▸ **TASK STATEMENT**: Could you filter the data below down to the lines that hold the word "MsgId"?

[Dataset entries]
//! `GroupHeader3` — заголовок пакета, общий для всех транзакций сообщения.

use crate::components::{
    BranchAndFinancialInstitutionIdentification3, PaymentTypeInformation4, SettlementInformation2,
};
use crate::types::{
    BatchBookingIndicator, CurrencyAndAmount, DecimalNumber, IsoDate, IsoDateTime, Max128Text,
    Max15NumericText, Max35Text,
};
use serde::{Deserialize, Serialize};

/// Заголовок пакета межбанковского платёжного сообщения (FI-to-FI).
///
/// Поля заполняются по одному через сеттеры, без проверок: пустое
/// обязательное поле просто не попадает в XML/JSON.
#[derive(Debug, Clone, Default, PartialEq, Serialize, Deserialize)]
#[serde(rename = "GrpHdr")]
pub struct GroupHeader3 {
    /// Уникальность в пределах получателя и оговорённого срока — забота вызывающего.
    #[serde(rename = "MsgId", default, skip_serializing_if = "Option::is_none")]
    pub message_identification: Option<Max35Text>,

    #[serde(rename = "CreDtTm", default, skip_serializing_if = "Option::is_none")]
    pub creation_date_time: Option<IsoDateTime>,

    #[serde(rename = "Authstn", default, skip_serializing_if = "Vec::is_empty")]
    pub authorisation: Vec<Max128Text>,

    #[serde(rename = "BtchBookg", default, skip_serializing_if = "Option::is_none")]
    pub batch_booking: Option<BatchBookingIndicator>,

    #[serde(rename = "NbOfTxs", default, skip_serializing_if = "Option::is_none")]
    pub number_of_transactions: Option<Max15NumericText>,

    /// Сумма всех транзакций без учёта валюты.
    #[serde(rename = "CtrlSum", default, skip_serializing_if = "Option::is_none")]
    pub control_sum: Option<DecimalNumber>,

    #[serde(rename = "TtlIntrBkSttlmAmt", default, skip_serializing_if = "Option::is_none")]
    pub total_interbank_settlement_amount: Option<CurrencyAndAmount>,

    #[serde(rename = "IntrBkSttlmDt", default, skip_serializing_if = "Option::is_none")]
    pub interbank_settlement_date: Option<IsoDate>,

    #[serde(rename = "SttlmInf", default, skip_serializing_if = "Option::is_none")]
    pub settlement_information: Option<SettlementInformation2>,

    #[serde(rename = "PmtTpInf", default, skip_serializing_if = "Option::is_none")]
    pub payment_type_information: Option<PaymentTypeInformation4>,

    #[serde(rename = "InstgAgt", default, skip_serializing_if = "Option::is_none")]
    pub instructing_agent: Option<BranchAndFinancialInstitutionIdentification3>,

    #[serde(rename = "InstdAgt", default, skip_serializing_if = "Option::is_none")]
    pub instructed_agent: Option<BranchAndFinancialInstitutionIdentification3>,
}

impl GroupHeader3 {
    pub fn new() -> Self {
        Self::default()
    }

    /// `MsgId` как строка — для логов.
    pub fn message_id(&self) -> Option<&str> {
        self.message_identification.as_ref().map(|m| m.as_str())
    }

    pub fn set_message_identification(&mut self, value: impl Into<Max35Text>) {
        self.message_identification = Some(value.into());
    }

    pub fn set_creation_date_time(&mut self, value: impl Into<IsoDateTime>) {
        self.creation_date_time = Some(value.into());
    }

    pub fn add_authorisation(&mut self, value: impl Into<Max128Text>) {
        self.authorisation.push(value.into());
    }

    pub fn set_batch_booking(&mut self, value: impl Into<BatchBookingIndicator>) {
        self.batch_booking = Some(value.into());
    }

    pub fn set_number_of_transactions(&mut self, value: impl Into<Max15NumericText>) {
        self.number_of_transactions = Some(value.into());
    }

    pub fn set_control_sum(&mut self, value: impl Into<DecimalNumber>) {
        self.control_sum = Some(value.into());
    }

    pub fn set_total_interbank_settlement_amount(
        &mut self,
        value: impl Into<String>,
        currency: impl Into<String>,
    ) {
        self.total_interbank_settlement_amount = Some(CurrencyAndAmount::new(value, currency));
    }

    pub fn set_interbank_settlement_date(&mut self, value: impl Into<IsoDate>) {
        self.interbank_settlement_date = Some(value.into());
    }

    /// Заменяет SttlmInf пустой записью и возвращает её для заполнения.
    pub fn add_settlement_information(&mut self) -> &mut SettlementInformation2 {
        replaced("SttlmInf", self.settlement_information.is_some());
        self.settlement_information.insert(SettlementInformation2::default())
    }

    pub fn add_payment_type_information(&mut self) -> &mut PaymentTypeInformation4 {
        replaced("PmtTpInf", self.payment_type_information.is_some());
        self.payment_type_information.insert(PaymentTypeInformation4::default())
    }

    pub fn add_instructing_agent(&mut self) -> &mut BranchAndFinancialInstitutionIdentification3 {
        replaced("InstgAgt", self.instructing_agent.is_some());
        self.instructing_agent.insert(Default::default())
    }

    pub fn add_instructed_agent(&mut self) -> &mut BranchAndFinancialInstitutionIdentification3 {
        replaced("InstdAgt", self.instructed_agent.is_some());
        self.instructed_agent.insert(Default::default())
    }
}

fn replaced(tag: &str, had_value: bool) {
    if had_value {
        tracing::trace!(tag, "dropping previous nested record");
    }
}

▸ **WRITTEN ANSWER**:
    #[serde(rename = "MsgId", default, skip_serializing_if = "Option::is_none")]
    /// `MsgId` как строка — для логов.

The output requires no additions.